3 Major Restaurant Chains Closing Doors in the Texas: In March 2026

Food Travel LogoTEXAS STATE - While Texas is known for its massive appetite and booming economy, the "Great Restaurant Reset" of 2026 is leaving a significant mark on the Lone Star State. This March, several national powerhouses are finalizing major pullbacks in Texas, trading legacy dining rooms for tech-heavy, smaller footprints to combat rising labor and food costs.


3 Major Restaurant Chains Closing Doors in the Texas
3 Major Restaurant Chains Closing Doors in the Texas

From the DFW Metroplex to the streets of San Antonio, here are the three major restaurant chains closing doors in Texas this March 2026.


1. Pizza Hut: Saying Goodbye to the "Red Roof"

As part of the parent company, Yum! Brands' "Hut Forward" initiative will shutter approximately 250 underperforming locations nationwide in the first half of 2026. This March marks the peak of these closures across Texas.



  • The Targets: The brand is aggressively moving away from its iconic "Red Roof" buildings that feature large dining rooms and salad-and-pizza buffets. In Texas, where these buildings have been landmarks for decades, the focus is shifting toward tiny, delivery-only, carryout-only storefronts.
  • The Texas Impact: While specific addresses are often kept confidential until the final days, regions like San Antonio (with over 50 locations) and mid-sized towns across North Texas are seeing the most movement. If your local Hut still has a "classic" dine-in look, its days are likely numbered.

2. Salad and Go: The Total Texas Exit

In a move that shocked the fast-casual world, the Arizona-based healthy chain Salad and Go has officially announced it is exiting the Texas market entirely. The final 25 Texas locations are scheduled to close by the end of March.

  • The Pullback: After an aggressive expansion into Texas and Oklahoma, the company is relocating its headquarters back to Arizona to "refocus on core markets."
  • What it means: For fans of their low-cost salads and wraps in Dallas, Fort Worth, and Houston, this is the end of the road. The company cited a strategic decision to consolidate resources where its supply chain and brand density are strongest.

3. Wendy’s: Trimming the "Underperforming"

Following a steep decline in stock value late last year, Wendy’s is in the process of closing up to 350 underperforming restaurants through 2026. A significant wave of these "surgical closures" is hitting Texas franchises this March.

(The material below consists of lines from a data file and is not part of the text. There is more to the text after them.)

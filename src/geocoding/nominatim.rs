//! Client for the OpenStreetMap Nominatim search API
use std::time::Duration;

use reqwest::{
    Client,
    header::{ACCEPT, HeaderValue},
};
use serde::Deserialize;
use tracing::{Instrument, debug, info_span};

use super::{GeocodeError, Geocoder};
use crate::model::Coordinate;

pub struct NominatimClient {
    client: Client,
    search_url: String,
}

impl NominatimClient {
    pub fn new(base_url: &str, user_agent: &str, timeout: Duration) -> Result<Self, GeocodeError> {
        let client = Client::builder()
            .user_agent(user_agent)
            .timeout(timeout)
            .build()?;

        Ok(NominatimClient {
            client,
            search_url: format!("{}/search", base_url.trim_end_matches('/')),
        })
    }
}

impl Geocoder for NominatimClient {
    #[tracing::instrument(skip(self), err)]
    async fn geocode(&self, address: &str) -> Result<Option<Coordinate>, GeocodeError> {
        let response = self
            .client
            .get(&self.search_url)
            .query(&[("q", address), ("format", "json"), ("limit", "1")])
            .header(ACCEPT, HeaderValue::from_static("application/json"))
            .send()
            .instrument(info_span!("Fetching geocode"))
            .await?
            .error_for_status()?;

        let body = response
            .text()
            .instrument(info_span!("Reading body of response"))
            .await?;

        let coordinate = parse_search_response(&body)?;
        debug!(?coordinate);

        Ok(coordinate)
    }
}

#[derive(Debug, Deserialize)]
struct Place {
    /// Nominatim sends coordinates as strings
    lat: String,
    lon: String,
}

/// First hit of a `format=json` search response, `None` when the array is empty.
fn parse_search_response(body: &str) -> Result<Option<Coordinate>, GeocodeError> {
    let places: Vec<Place> = serde_json::from_str(body).map_err(|source| GeocodeError::Parse {
        source,
        body: body.to_string(),
    })?;

    let Some(place) = places.into_iter().next() else {
        return Ok(None);
    };

    let lat: f64 = place
        .lat
        .parse()
        .map_err(|_| GeocodeError::InvalidCoordinate(place.lat.clone()))?;
    let lon: f64 = place
        .lon
        .parse()
        .map_err(|_| GeocodeError::InvalidCoordinate(place.lon.clone()))?;

    if !(-90.0..=90.0).contains(&lat) || !(-180.0..=180.0).contains(&lon) {
        return Err(GeocodeError::InvalidCoordinate(format!("{lat},{lon}")));
    }

    Ok(Some(Coordinate::new(lat, lon)))
}

#[cfg(test)]
mod tests {
    use super::*;

    #[test]
    fn test_parse_search_response() -> Result<(), anyhow::Error> {
        let body = r##"[{"place_id":87412563,"licence":"Data © OpenStreetMap contributors, ODbL 1.0. http://osm.org/copyright","osm_type":"way","osm_id":29005396,"lat":"45.7640430","lon":"4.8356590","class":"highway","type":"residential","place_rank":26,"importance":0.10001,"addresstype":"road","name":"Rue de Paris","display_name":"Rue de Paris, Lyon, Métropole de Lyon, Auvergne-Rhône-Alpes, France métropolitaine, 69001, France","boundingbox":["45.7636","45.7645","4.8350","4.8362"]}]"##;

        let coordinate = parse_search_response(body)?;

        assert_eq!(coordinate, Some(Coordinate::new(45.764043, 4.835659)));

        Ok(())
    }

    #[test]
    fn test_parse_empty_response() -> Result<(), anyhow::Error> {
        assert_eq!(parse_search_response("[]")?, None);
        Ok(())
    }

    #[test]
    fn test_parse_garbage() {
        match parse_search_response("<html>Too Many Requests</html>") {
            Err(GeocodeError::Parse { body, .. }) => assert!(body.contains("Too Many Requests")),
            other => panic!("unexpected {other:?}"),
        }

        assert!(matches!(
            parse_search_response(r#"[{"lat":"north","lon":"4.8"}]"#),
            Err(GeocodeError::InvalidCoordinate(_))
        ));
        assert!(matches!(
            parse_search_response(r#"[{"lat":"95.0","lon":"4.8"}]"#),
            Err(GeocodeError::InvalidCoordinate(_))
        ));
    }

    #[test]
    fn test_search_url() -> Result<(), anyhow::Error> {
        let client = NominatimClient::new(
            "https://nominatim.openstreetmap.org/",
            "dispatch_app",
            Duration::from_secs(10),
        )?;

        assert_eq!(
            client.search_url,
            "https://nominatim.openstreetmap.org/search"
        );

        Ok(())
    }
}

  • The Reason: Interim CEO Ken Cook stated that the closures target "consistently underperforming" units in older buildings or weaker trade areas.
  • The Strategy: The company is betting that closing these low-volume sites will boost traffic and profitability at nearby Wendy's locations. In Texas's crowded fast-food landscape, many of the older, unremodeled Wendy’s units are being traded for newer "Global Flagship" designs in booming suburbs.

The Texas "Value War"

Why are these closures peaking in Texas right now?

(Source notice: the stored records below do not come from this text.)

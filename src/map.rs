//! Builds the route map from geocoded stops and renders it as a Leaflet fragment.
//!
//! The map only displays the registry order. It doesn't reorder stops or
//! compute any distance.
use serde::Serialize;

use crate::{
    geocoding::ResolvedStop,
    model::{Coordinate, StopKind},
    utils::escape_html,
};

pub const PICKUP_COLOR: &str = "blue";
pub const DELIVERY_COLOR: &str = "green";
pub const LINE_COLOR: &str = "red";
pub const LINE_WEIGHT: u8 = 3;
pub const DEFAULT_ZOOM: u8 = 6;

const TILE_URL: &str = "https://{s}.tile.openstreetmap.org/{z}/{x}/{y}.png";
const TILE_ATTRIBUTION: &str =
    "&copy; <a href=\"https://www.openstreetmap.org/copyright\">OpenStreetMap</a> contributors";

pub fn marker_color(kind: StopKind) -> &'static str {
    match kind {
        StopKind::Pickup => PICKUP_COLOR,
        StopKind::Delivery => DELIVERY_COLOR,
    }
}

#[derive(Clone, Debug, PartialEq, Serialize)]
pub struct Marker {
    pub position: [f64; 2],
    pub color: &'static str,
    pub tooltip: String,
    pub popup: String,
}

#[derive(Clone, Debug, PartialEq, Serialize)]
pub struct RouteLine {
    pub points: Vec<[f64; 2]>,
    pub color: &'static str,
    pub weight: u8,
}

#[derive(Clone, Debug, PartialEq, Serialize)]
pub struct MapView {
    pub center: [f64; 2],
    pub zoom: u8,
    pub markers: Vec<Marker>,
    pub line: RouteLine,
}

#[derive(thiserror::Error, Debug, PartialEq)]
pub enum MapError {
    #[error("At least two valid addresses are required.")]
    InsufficientCoordinates { resolved: usize },
}

/// One marker per resolved stop, in registry order, joined by a single line.
///
/// Marker labels use the stop's registry position so they match the list view
/// even when earlier stops didn't resolve.
pub fn build_map(resolved: &[ResolvedStop]) -> Result<MapView, MapError> {
    let placed: Vec<(&ResolvedStop, Coordinate)> = resolved
        .iter()
        .filter_map(|r| r.coordinate.map(|c| (r, c)))
        .collect();

    let Some((_, first)) = placed.first() else {
        return Err(MapError::InsufficientCoordinates { resolved: 0 });
    };
    if placed.len() < 2 {
        return Err(MapError::InsufficientCoordinates {
            resolved: placed.len(),
        });
    }

    let markers = placed
        .iter()
        .map(|(r, coordinate)| {
            let n = r.position + 1;
            Marker {
                position: coordinate.as_pair(),
                color: marker_color(r.stop.kind),
                tooltip: format!("Step {n}"),
                popup: format!("{n}. {} - {}", r.stop.kind, r.stop.address),
            }
        })
        .collect();

    Ok(MapView {
        center: first.as_pair(),
        zoom: DEFAULT_ZOOM,
        markers,
        line: RouteLine {
            points: placed.iter().map(|(_, c)| c.as_pair()).collect(),
            color: LINE_COLOR,
            weight: LINE_WEIGHT,
        },
    })
}

impl MapView {
    /// A map container plus the script drawing this view. Needs Leaflet loaded on the page.
    pub fn to_html(&self, element_id: &str) -> Result<String, serde_json::Error> {
        // JSON is embedded in a <script>, so "</script>" inside an address must not survive
        let view = serde_json::to_string(self)?.replace('<', "\\u003c");
        let element_id = escape_html(element_id);

        Ok(format!(
            r#"<div id="{element_id}" class="route-map" style="width: 700px; height: 500px;"></div>
<script>
(function () {{
  const view = {view};
  const map = L.map("{element_id}").setView(view.center, view.zoom);
  L.tileLayer("{TILE_URL}", {{ maxZoom: 19, attribution: '{TILE_ATTRIBUTION}' }}).addTo(map);
  for (const marker of view.markers) {{
    L.circleMarker(marker.position, {{ radius: 9, color: marker.color, fillColor: marker.color, fillOpacity: 0.9 }})
      .bindTooltip(marker.tooltip)
      .bindPopup(document.createTextNode(marker.popup))
      .addTo(map);
  }}
  L.polyline(view.line.points, {{ color: view.line.color, weight: view.line.weight }}).addTo(map);
}})();
</script>"#
        ))
    }
}

#[cfg(test)]
mod tests {
    use super::*;
    use crate::model::stop::tests::stop;

    fn resolved(kind: StopKind, address: &str, position: usize, coordinate: Option<(f64, f64)>) -> ResolvedStop {
        ResolvedStop {
            position,
            stop: stop(kind, address),
            coordinate: coordinate.map(|(lat, lon)| Coordinate::new(lat, lon)),
        }
    }

    #[test]
    fn test_two_stops_one_line() -> Result<(), MapError> {
        let view = build_map(&[
            resolved(StopKind::Pickup, "10 Rue de Paris, Lyon", 0, Some((45.764, 4.835))),
            resolved(StopKind::Delivery, "5 Avenue Victor Hugo, Lyon", 1, Some((45.755, 4.829))),
        ])?;

        assert_eq!(view.center, [45.764, 4.835]);
        assert_eq!(view.zoom, DEFAULT_ZOOM);
        assert_eq!(view.markers.len(), 2);
        assert_eq!(view.markers[0].position, [45.764, 4.835]);
        assert_eq!(view.markers[1].position, [45.755, 4.829]);
        assert_eq!(view.line.points, vec![[45.764, 4.835], [45.755, 4.829]]);
        assert_eq!(view.line.color, LINE_COLOR);
        assert_eq!(view.line.weight, LINE_WEIGHT);

        assert_eq!(view.markers[0].tooltip, "Step 1");
        assert_eq!(view.markers[0].popup, "1. Pickup - 10 Rue de Paris, Lyon");
        assert_eq!(view.markers[1].popup, "2. Delivery - 5 Avenue Victor Hugo, Lyon");

        Ok(())
    }

    #[test]
    fn test_insufficient_coordinates() {
        assert_eq!(
            build_map(&[]),
            Err(MapError::InsufficientCoordinates { resolved: 0 })
        );
        assert_eq!(
            build_map(&[
                resolved(StopKind::Pickup, "a", 0, Some((1.0, 1.0))),
                resolved(StopKind::Pickup, "b", 1, None),
            ]),
            Err(MapError::InsufficientCoordinates { resolved: 1 })
        );
    }

    #[test]
    fn test_color_depends_only_on_kind() -> Result<(), MapError> {
        let mut stops = vec![];
        for (i, kind) in [StopKind::Pickup, StopKind::Delivery, StopKind::Pickup, StopKind::Delivery]
            .into_iter()
            .enumerate()
        {
            let mut r = resolved(kind, "x", i, Some((i as f64, 0.0)));
            r.stop.priority = ((i % 3) as u8 + 1).try_into().unwrap();
            r.stop.comment = (i % 2 == 0).then(|| "fragile".to_string());
            stops.push(r);
        }

        let view = build_map(&stops)?;

        let colors: Vec<_> = view.markers.iter().map(|m| m.color).collect();
        assert_eq!(colors, [PICKUP_COLOR, DELIVERY_COLOR, PICKUP_COLOR, DELIVERY_COLOR]);

        Ok(())
    }

    #[test]
    fn test_unresolved_stop_keeps_labels_aligned() -> Result<(), MapError> {
        let view = build_map(&[
            resolved(StopKind::Pickup, "a", 0, Some((1.0, 1.0))),
            resolved(StopKind::Delivery, "lost", 1, None),
            resolved(StopKind::Delivery, "c", 2, Some((3.0, 3.0))),
        ])?;

        assert_eq!(view.markers.len(), 2);
        assert_eq!(view.markers[1].tooltip, "Step 3");
        assert_eq!(view.markers[1].popup, "3. Delivery - c");
        assert_eq!(view.markers[1].color, DELIVERY_COLOR);
        assert_eq!(view.line.points, vec![[1.0, 1.0], [3.0, 3.0]]);

        Ok(())
    }

    #[test]
    fn test_to_html_escapes_script_end() -> Result<(), anyhow::Error> {
        let view = build_map(&[
            resolved(StopKind::Pickup, "</script><b>x", 0, Some((1.0, 1.0))),
            resolved(StopKind::Delivery, "b", 1, Some((2.0, 2.0))),
        ])?;

        let html = view.to_html("map")?;

        assert_eq!(html.matches("</script>").count(), 1);
        assert!(html.contains(r#"<div id="map""#));
        assert!(html.contains("\\u003c/script>\\u003cb>x"));

        Ok(())
    }
}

  • The Wage and Rent Squeeze: While Texas doesn't have California's $20 minimum wage, the "market rate" for labor in cities like Austin and Dallas has skyrocketed. Combined with rising commercial rents and property taxes, the "low-cost" model of chains like Denny's and Pizza Hut is under immense pressure.
  • Competition from Local Giants: Texas is home to H-E-B and Whataburger, both of which have intensified their grab-and-go and value meal offerings. National chains are finding it harder to compete for the "Tuesday night dinner" dollar against these local titans.
  • The Digital Shift: Across the state, "Drive-Thru Only" and "Ghost Kitchen" models are winning. Many of the sites closing this March are being shuttered simply because they have too much "dead square footage" in their dining rooms that customers no longer use.